We then examined genetic correlations (rg) between metabolites and 21 traits indicative of various T2D pathophysiologic mechanisms, leveraging summary statistics from large-scale GWAS for these traits (Methods). T2D-associated versus non-associated metabolites demonstrated substantially more significant rg with fasting insulin (17-fold), BMI-adjusted insulin secretion and sensitivity indices (10- to 32-fold), liver enzymes (10- to 11-fold), intrahepatic and visceral fat (9- and 6-fold, respectively), obesity and blood lipids. Such an enrichment seemed to be driven by complex lipids, lipid signaling metabolites and amino acids (Fig. 3c). Significant rg demonstrated a potential link between metabolites and physiological functions; for example, BCAAs were genetically correlated with traits reflecting insulin resistance, ectopic fat and impaired liver function (Supplementary Table 12).

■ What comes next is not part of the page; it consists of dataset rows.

// SPDX-FileCopyrightText: 2025 Caspar Water Company
//
// SPDX-License-Identifier: Apache-2.0

use crate::common::Backends;
use anyhow::Result;
use filer::DeleteMode;

pub async fn rm_command(backends: &Backends, path: &str, recursive: bool) -> Result<()> {
    let resolved = backends.filer_for_path(path)?;
    let mode = if recursive {
        DeleteMode::RECURSIVE
    } else {
        DeleteMode::default()
    };
    log::debug!("rm {} (recursive: {})", path, recursive);
    resolved.filer.delete(&resolved.path, mode).await?;
    Ok(())
}
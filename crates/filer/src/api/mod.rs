// SPDX-FileCopyrightText: 2025 Caspar Water Company
//
// SPDX-License-Identifier: Apache-2.0

//! REST clients for the platform's file APIs.
//!
//! Each API is a trait so backends can be driven either by the HTTP client
//! here or by the in-memory remote in [`crate::testing`].

pub mod dbfs;
pub mod files;
pub mod workspace;

use reqwest::{Method, RequestBuilder, Response, StatusCode};
use serde::Deserialize;
use serde::Serialize;
use serde::de::DeserializeOwned;
use std::time::Duration;
use thiserror::Error;
use url::Url;

const DEFAULT_TIMEOUT_SECONDS: u64 = 60;

pub type ApiResult<T> = std::result::Result<T, ApiError>;

/// Failure talking to a remote API, before it is mapped to a filer error
#[derive(Debug, Clone, Error)]
pub enum ApiError {
    /// The server answered with a non-success status
    #[error("{message}")]
    Status {
        status: u16,
        error_code: String,
        message: String,
    },

    #[error("request failed: {0}")]
    Transport(String),

    #[error("failed to decode response: {0}")]
    Decode(String),
}

impl ApiError {
    pub fn status<C: Into<String>, M: Into<String>>(status: u16, error_code: C, message: M) -> Self {
        ApiError::Status {
            status,
            error_code: error_code.into(),
            message: message.into(),
        }
    }

    #[must_use]
    pub fn http_status(&self) -> Option<u16> {
        match self {
            ApiError::Status { status, .. } => Some(*status),
            _ => None,
        }
    }

    #[must_use]
    pub fn error_code(&self) -> Option<&str> {
        match self {
            ApiError::Status { error_code, .. } => Some(error_code),
            _ => None,
        }
    }

    /// True if this is a status error with the given HTTP status and error code
    #[must_use]
    pub fn is(&self, status: u16, code: &str) -> bool {
        self.http_status() == Some(status) && self.error_code() == Some(code)
    }

    #[must_use]
    pub fn is_not_found(&self) -> bool {
        self.http_status() == Some(404)
    }
}

impl From<reqwest::Error> for ApiError {
    fn from(err: reqwest::Error) -> Self {
        if err.is_decode() {
            ApiError::Decode(err.to_string())
        } else {
            ApiError::Transport(err.to_string())
        }
    }
}

/// Body shape the platform uses for every error response
#[derive(Debug, Deserialize)]
struct ErrorBody {
    #[serde(default)]
    error_code: String,
    #[serde(default)]
    message: String,
}

/// Connection settings for a workspace
#[derive(Debug, Clone)]
pub struct ClientConfig {
    pub host: Url,
    pub token: Option<String>,
    pub timeout: Duration,
}

impl ClientConfig {
    #[must_use]
    pub fn new(host: Url) -> Self {
        Self {
            host,
            token: None,
            timeout: Duration::from_secs(DEFAULT_TIMEOUT_SECONDS),
        }
    }

    #[must_use]
    pub fn with_token(mut self, token: Option<String>) -> Self {
        self.token = token;
        self
    }

    #[must_use]
    pub fn with_timeout(mut self, timeout: Duration) -> Self {
        self.timeout = timeout;
        self
    }

    pub fn build(self) -> ApiResult<ApiClient> {
        let http = reqwest::Client::builder()
            .timeout(self.timeout)
            .build()?;
        Ok(ApiClient {
            http,
            host: self.host,
            token: self.token,
        })
    }
}

/// Authenticated HTTP client for one workspace.
///
/// Cloning is cheap and clones share the connection pool.
#[derive(Debug, Clone)]
pub struct ApiClient {
    http: reqwest::Client,
    host: Url,
    token: Option<String>,
}

impl ApiClient {
    #[must_use]
    pub fn host(&self) -> &Url {
        &self.host
    }

    /// Build a URL for an API path. The path is percent-encoded as needed.
    fn url(&self, path: &str) -> Url {
        let mut url = self.host.clone();
        let base = url.path().trim_end_matches('/').to_string();
        url.set_path(&format!("{}{}", base, path));
        url
    }

    pub(crate) fn request(&self, method: Method, path: &str) -> RequestBuilder {
        let url = self.url(path);
        log::debug!("{} {}", method, url);
        let builder = self.http.request(method, url);
        match &self.token {
            Some(token) => builder.bearer_auth(token),
            None => builder,
        }
    }

    /// Send a request, turning non-success statuses into [`ApiError::Status`]
    pub(crate) async fn send(&self, request: RequestBuilder) -> ApiResult<Response> {
        let response = request.send().await?;
        if response.status().is_success() {
            return Ok(response);
        }
        Err(error_from_response(response).await)
    }

    pub(crate) async fn get_json<Q, T>(&self, path: &str, query: &Q) -> ApiResult<T>
    where
        Q: Serialize + ?Sized,
        T: DeserializeOwned,
    {
        let request = self.request(Method::GET, path).query(query);
        let response = self.send(request).await?;
        decode_json(response).await
    }

    pub(crate) async fn post_json<B, T>(&self, path: &str, body: &B) -> ApiResult<T>
    where
        B: Serialize + ?Sized,
        T: DeserializeOwned,
    {
        let request = self.request(Method::POST, path).json(body);
        let response = self.send(request).await?;
        decode_json(response).await
    }
}

/// Empty response body, as returned by most mutating endpoints
#[derive(Debug, Default, Deserialize)]
pub(crate) struct Empty {}

async fn decode_json<T: DeserializeOwned>(response: Response) -> ApiResult<T> {
    let text = response.text().await?;
    let text = if text.trim().is_empty() { "{}" } else { &text };
    serde_json::from_str(text).map_err(|e| ApiError::Decode(e.to_string()))
}

async fn error_from_response(response: Response) -> ApiError {
    let status = response.status();
    let text = response.text().await.unwrap_or_default();
    parse_error_body(status, &text)
}

fn parse_error_body(status: StatusCode, text: &str) -> ApiError {
    match serde_json::from_str::<ErrorBody>(text) {
        Ok(body) if !body.message.is_empty() || !body.error_code.is_empty() => {
            let message = if body.message.is_empty() {
                body.error_code.clone()
            } else {
                body.message
            };
            ApiError::status(status.as_u16(), body.error_code, message)
        }
        _ => {
            let message = if text.trim().is_empty() {
                format!("HTTP {}", status)
            } else {
                format!("HTTP {}: {}", status, text.trim())
            };
            ApiError::status(status.as_u16(), "", message)
        }
    }
}

#[cfg(test)]
mod tests {
    use super::*;

    #[test]
    fn test_parse_error_body() {
        let err = parse_error_body(
            StatusCode::BAD_REQUEST,
            r#"{"error_code":"RESOURCE_ALREADY_EXISTS","message":"A file or directory already exists at the input path /a."}"#,
        );
        assert!(err.is(400, "RESOURCE_ALREADY_EXISTS"));
        assert_eq!(
            err.to_string(),
            "A file or directory already exists at the input path /a."
        );
    }

    #[test]
    fn test_parse_error_body_not_json() {
        let err = parse_error_body(StatusCode::BAD_GATEWAY, "upstream went away");
        assert_eq!(err.http_status(), Some(502));
        assert_eq!(err.error_code(), Some(""));
        assert!(err.to_string().contains("upstream went away"));
    }

    #[test]
    fn test_url_encodes_path() {
        let client = ClientConfig::new(Url::parse("https://example.com").unwrap())
            .build()
            .unwrap();
        let url = client.url("/api/2.0/fs/files/Volumes/a b/c#d");
        assert_eq!(
            url.as_str(),
            "https://example.com/api/2.0/fs/files/Volumes/a%20b/c%23d"
        );
    }
}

Genetic colocalization between circulating metabolites and tissue-specific transcriptome

We hypothesized that levels of circulating metabolites may partially reflect biological homeostasis and gene regulations of related metabolic pathways across different organ systems. We therefore conducted a colocalization analysis between circulating mQTLs and tissue-specific cis-gene expression quantitative trait loci (eQTLs) of 47 human tissue types (leveraging Genotype-Tissue Expression v.8 data36) (Methods). Genetic colocalizations were observed across all tissue types (PPH4 > 0.8), supporting our hypothesis. T2D-associated metabolites, compared to non-associated metabolites, had significantly higher (FDR < 0.05) percentage of colocalizations in seven digestive and metabolic/endocrine tissues, including thyroid (62%), esophagus mucosa (45%), esophagus–gastroesophageal junction (58%), visceral fat (55%), whole blood (55%), pancreas (54%) and salivary gland (21%), and nominally higher (P < 0.05) percentage of colocalizations in another 13 tissue types including liver (Fig. 3d and Supplementary Table 13). Such an enrichment of colocalizations seemed to be driven primarily by T2D-associated amino acids, fatty acids and complex lipids (Fig. 3e). Further, each T2D-associated metabolite seemed to be colocalized with gene expressions within several, instead of one specific, metabolic/endocrine tissue types (Extended Data Fig. 6), consistent with the cumulative evidence that T2D development involves integrative biological changes across liver, fat, pancreas and digestive organ systems3.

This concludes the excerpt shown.